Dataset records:
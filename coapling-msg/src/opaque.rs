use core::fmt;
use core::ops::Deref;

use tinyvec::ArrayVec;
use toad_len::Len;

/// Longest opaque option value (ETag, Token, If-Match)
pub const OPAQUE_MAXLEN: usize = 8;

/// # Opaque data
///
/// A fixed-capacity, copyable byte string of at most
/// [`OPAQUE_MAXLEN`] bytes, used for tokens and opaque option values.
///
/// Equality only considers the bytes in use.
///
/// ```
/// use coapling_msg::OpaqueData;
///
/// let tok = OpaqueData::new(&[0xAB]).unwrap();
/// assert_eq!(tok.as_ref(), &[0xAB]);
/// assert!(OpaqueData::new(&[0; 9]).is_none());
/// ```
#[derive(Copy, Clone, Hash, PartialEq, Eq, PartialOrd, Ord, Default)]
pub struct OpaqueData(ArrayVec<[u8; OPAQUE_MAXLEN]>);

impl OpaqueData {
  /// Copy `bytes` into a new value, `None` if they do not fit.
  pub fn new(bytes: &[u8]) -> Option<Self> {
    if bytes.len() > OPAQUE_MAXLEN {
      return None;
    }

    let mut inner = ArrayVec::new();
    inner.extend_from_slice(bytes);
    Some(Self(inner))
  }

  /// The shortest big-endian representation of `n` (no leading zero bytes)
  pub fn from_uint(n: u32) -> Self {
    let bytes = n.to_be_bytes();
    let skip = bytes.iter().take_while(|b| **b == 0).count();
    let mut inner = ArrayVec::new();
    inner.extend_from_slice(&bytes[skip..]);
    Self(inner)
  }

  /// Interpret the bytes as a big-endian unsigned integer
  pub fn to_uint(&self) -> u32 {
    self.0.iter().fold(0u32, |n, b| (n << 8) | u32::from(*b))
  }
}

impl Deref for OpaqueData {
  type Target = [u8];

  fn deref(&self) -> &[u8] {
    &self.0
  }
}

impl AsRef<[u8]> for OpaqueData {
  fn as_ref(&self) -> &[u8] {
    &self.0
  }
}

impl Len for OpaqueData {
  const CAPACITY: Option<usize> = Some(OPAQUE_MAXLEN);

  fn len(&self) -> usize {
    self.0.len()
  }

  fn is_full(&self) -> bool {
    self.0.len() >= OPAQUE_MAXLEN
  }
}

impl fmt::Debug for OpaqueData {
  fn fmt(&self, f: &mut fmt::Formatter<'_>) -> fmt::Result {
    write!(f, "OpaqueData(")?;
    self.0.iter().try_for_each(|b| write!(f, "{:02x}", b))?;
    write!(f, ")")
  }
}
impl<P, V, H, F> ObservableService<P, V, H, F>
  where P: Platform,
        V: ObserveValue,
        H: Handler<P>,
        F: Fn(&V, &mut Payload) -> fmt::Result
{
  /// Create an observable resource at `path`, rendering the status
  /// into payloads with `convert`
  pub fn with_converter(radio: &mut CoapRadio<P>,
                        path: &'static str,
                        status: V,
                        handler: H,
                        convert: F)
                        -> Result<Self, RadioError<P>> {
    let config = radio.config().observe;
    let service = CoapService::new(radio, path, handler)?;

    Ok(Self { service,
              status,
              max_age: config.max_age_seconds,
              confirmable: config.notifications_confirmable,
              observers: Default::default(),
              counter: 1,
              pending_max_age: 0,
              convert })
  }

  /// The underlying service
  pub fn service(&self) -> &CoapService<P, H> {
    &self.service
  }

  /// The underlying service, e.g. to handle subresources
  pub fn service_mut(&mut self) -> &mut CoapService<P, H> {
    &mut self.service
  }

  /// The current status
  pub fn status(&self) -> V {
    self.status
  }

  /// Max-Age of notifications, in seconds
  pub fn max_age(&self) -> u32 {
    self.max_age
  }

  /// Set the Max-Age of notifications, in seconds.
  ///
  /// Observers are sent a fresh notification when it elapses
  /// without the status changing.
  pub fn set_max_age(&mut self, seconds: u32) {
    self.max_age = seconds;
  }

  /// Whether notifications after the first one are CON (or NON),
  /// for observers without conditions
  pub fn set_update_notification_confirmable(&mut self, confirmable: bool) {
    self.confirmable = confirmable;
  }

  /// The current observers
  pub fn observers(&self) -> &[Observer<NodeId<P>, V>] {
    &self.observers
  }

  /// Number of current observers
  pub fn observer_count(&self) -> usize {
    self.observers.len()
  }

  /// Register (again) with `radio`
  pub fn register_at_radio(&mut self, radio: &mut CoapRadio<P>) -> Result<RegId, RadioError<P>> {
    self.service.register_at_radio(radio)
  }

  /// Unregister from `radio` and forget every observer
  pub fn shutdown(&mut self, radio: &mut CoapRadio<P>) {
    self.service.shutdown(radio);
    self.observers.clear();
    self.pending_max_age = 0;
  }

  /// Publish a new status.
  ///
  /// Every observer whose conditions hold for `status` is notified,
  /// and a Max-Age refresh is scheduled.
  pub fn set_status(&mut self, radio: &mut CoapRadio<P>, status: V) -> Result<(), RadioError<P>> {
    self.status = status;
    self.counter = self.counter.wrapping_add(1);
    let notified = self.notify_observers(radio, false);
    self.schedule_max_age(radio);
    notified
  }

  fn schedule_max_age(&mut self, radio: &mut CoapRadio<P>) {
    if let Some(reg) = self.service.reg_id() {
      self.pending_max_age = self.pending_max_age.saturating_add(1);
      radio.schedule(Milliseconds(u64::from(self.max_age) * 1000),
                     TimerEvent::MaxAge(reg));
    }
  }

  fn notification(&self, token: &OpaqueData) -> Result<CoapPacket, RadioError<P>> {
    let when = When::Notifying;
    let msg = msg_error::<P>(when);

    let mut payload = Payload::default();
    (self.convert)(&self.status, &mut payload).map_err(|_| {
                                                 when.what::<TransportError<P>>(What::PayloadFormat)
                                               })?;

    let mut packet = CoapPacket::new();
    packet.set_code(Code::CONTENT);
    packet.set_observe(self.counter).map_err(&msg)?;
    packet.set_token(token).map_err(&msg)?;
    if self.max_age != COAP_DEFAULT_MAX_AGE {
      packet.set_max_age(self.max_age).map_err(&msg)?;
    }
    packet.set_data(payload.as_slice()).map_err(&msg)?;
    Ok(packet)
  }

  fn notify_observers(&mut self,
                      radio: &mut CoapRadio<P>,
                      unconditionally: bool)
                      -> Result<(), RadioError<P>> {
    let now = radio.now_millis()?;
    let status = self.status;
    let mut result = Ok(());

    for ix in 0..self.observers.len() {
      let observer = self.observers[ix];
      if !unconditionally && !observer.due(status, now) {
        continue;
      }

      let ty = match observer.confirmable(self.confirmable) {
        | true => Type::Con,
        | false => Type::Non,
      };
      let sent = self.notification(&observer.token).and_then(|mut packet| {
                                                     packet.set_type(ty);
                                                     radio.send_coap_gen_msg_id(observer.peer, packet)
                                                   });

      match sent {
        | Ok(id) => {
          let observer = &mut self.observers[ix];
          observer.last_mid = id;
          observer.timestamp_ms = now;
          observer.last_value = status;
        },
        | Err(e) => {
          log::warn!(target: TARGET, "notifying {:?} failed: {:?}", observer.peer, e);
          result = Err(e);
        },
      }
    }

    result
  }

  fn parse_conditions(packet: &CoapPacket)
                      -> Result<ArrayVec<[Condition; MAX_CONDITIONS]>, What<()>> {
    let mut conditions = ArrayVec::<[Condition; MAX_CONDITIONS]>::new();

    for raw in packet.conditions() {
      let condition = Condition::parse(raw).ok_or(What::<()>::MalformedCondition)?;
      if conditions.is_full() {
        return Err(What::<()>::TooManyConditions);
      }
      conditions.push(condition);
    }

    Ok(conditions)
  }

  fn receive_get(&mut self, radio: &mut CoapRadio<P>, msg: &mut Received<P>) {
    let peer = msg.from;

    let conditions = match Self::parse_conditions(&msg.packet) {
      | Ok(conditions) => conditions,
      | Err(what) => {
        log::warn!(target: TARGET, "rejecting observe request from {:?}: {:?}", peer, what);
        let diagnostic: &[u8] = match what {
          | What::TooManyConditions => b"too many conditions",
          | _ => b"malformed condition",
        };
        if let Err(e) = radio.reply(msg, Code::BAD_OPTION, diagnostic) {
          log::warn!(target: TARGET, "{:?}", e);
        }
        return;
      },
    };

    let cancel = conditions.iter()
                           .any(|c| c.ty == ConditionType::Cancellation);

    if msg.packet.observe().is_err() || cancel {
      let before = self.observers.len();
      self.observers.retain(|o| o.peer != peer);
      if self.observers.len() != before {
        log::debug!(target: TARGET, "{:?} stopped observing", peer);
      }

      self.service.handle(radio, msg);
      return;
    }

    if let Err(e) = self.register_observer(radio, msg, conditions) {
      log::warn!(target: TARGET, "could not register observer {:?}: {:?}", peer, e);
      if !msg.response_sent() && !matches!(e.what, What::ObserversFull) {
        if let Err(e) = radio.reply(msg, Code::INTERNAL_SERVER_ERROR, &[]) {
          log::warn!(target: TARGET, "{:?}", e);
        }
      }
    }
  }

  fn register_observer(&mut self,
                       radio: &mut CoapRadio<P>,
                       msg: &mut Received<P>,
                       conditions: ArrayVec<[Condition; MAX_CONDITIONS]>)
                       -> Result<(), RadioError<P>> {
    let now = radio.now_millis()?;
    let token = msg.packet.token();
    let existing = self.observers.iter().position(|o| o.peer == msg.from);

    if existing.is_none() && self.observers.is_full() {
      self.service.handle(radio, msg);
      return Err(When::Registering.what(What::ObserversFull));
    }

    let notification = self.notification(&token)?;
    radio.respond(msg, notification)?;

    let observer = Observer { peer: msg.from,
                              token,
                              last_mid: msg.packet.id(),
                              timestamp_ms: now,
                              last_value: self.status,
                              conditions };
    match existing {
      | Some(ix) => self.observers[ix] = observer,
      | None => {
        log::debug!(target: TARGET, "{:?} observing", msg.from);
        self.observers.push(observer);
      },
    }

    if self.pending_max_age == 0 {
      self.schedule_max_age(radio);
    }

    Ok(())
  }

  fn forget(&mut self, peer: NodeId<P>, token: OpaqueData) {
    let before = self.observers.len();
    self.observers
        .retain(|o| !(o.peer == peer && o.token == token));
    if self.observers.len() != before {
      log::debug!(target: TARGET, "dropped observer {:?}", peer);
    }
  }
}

* _Assignment_: Please copy the lines above from the line with "refresh is scheduled." up to and including the line with "let mut payload = Payload::default();", exactly as written and with nothing else.

* _Solution below_:
  /// and a Max-Age refresh is scheduled.
  pub fn set_status(&mut self, radio: &mut CoapRadio<P>, status: V) -> Result<(), RadioError<P>> {
    self.status = status;
    self.counter = self.counter.wrapping_add(1);
    let notified = self.notify_observers(radio, false);
    self.schedule_max_age(radio);
    notified
  }

  fn schedule_max_age(&mut self, radio: &mut CoapRadio<P>) {
    if let Some(reg) = self.service.reg_id() {
      self.pending_max_age = self.pending_max_age.saturating_add(1);
      radio.schedule(Milliseconds(u64::from(self.max_age) * 1000),
                     TimerEvent::MaxAge(reg));
    }
  }

  fn notification(&self, token: &OpaqueData) -> Result<CoapPacket, RadioError<P>> {
    let when = When::Notifying;
    let msg = msg_error::<P>(when);

    let mut payload = Payload::default();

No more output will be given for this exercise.